# [What is required]
From the material below, return every line that includes "fresh".

# [Data for review]
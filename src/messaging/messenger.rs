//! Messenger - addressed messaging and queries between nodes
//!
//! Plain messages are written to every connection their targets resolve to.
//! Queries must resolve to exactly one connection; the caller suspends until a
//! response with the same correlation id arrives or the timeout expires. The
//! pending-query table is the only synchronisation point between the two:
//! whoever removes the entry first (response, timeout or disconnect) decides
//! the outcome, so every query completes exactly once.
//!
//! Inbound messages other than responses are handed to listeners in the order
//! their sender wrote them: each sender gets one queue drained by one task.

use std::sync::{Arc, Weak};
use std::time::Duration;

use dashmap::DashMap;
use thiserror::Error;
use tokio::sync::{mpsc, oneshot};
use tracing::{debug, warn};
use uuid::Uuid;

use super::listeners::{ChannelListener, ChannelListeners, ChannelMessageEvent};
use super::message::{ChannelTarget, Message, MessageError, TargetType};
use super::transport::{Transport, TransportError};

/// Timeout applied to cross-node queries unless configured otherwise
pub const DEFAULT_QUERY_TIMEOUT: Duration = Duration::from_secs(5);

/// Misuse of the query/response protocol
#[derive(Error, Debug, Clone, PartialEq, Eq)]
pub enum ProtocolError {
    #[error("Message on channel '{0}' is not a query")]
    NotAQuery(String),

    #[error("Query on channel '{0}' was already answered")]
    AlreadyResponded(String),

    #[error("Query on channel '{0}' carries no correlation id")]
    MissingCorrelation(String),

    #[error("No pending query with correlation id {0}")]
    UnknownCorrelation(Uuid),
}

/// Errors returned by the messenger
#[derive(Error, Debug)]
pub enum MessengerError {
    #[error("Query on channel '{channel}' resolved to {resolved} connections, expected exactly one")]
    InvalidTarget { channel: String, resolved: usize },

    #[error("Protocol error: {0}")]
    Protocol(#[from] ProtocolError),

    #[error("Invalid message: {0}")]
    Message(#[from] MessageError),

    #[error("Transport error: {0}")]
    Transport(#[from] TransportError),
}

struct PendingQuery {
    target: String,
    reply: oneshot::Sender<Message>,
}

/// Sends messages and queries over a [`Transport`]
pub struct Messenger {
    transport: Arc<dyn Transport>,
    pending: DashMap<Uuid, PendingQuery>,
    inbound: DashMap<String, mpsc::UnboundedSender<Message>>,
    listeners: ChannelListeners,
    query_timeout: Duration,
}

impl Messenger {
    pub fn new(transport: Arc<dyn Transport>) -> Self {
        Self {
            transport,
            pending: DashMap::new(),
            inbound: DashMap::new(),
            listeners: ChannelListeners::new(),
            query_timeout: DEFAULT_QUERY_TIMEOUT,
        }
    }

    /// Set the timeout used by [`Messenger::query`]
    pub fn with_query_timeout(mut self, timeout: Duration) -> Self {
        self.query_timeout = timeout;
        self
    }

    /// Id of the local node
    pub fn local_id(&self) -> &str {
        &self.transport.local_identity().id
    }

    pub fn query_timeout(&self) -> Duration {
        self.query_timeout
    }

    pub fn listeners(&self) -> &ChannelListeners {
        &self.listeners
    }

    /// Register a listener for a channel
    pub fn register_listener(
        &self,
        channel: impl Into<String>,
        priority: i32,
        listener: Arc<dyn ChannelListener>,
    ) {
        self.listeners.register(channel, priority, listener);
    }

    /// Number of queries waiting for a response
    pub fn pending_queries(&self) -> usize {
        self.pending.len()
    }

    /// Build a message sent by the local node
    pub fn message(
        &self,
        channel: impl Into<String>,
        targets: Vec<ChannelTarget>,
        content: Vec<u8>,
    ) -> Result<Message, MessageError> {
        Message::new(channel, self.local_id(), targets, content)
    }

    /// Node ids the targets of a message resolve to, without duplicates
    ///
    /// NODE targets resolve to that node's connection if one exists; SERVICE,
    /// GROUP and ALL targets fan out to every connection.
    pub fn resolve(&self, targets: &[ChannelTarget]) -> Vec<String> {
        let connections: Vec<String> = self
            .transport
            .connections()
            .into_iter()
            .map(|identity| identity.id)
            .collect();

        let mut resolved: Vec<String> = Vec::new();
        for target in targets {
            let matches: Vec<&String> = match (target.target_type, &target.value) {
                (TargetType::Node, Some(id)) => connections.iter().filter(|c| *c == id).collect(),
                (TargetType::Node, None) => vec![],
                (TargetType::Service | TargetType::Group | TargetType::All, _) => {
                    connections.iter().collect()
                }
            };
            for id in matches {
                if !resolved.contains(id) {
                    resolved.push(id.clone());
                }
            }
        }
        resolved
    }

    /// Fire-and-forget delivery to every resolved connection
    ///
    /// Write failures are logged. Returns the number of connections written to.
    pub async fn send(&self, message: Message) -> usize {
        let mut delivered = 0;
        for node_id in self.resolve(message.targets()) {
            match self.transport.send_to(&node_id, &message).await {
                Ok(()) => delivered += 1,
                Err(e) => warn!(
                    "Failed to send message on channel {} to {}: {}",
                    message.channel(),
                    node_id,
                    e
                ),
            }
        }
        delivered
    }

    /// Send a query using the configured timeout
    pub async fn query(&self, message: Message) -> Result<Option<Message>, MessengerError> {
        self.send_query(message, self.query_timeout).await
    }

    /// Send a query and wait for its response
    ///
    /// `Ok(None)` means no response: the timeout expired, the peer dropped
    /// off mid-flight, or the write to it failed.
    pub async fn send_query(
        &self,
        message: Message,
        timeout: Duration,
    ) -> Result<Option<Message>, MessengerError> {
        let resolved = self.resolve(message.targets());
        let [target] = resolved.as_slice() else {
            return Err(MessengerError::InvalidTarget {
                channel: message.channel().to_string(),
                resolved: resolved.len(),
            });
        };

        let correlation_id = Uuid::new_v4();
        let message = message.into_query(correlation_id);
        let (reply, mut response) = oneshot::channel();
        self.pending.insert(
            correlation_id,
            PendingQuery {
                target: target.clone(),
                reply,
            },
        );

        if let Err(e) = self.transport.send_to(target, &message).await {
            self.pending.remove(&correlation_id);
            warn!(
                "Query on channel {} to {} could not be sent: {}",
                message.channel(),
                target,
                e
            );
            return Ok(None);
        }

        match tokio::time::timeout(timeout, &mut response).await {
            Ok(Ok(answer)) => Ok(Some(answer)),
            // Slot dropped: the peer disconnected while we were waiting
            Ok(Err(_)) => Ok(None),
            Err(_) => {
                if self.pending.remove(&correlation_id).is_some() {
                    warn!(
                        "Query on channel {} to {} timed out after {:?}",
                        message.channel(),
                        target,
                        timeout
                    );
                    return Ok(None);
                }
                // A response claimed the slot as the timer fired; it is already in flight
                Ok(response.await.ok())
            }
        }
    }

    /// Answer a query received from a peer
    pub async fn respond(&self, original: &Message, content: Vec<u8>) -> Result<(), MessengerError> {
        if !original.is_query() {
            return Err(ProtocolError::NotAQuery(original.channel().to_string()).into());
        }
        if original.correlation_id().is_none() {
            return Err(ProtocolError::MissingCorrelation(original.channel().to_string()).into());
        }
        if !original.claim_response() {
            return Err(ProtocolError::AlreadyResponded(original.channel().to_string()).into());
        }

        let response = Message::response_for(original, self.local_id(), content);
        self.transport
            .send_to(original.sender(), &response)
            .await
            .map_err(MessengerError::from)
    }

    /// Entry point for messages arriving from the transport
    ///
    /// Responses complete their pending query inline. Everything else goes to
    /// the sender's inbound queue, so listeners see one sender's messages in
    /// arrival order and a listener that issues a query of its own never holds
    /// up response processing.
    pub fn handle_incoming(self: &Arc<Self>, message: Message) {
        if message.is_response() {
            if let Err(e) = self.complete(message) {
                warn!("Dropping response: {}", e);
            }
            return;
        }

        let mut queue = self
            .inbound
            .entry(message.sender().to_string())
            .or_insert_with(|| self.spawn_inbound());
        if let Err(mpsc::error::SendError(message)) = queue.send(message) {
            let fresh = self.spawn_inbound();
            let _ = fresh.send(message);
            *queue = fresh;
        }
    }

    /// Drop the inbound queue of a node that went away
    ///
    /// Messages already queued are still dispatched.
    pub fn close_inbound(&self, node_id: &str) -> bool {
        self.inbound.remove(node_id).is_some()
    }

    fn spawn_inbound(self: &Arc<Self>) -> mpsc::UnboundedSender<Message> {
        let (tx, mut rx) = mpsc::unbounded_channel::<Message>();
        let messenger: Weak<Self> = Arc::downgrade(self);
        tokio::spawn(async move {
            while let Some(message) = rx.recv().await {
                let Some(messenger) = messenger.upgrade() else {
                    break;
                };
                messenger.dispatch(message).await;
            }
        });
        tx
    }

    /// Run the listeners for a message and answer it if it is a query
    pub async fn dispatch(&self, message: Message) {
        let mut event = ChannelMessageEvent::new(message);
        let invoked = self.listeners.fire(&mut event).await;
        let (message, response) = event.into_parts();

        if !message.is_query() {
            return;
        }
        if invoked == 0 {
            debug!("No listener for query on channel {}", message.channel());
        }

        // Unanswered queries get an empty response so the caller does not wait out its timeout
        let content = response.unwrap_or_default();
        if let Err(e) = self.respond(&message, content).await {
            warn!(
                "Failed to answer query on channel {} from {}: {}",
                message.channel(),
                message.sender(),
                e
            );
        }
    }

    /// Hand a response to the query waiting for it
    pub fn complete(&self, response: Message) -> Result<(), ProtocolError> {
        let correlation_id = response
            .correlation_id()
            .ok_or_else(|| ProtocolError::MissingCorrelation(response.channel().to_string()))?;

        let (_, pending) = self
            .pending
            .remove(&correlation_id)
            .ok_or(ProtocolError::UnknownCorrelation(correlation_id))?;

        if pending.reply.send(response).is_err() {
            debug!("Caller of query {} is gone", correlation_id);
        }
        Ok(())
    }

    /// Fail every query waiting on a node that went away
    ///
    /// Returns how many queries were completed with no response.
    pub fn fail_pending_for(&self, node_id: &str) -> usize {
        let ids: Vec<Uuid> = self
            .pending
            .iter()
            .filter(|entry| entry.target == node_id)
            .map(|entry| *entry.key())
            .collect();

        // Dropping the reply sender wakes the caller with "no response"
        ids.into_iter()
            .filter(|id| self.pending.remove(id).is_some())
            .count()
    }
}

# [Worked solution]
            let fresh = self.spawn_inbound();
            let _ = fresh.send(message);
            *queue = fresh;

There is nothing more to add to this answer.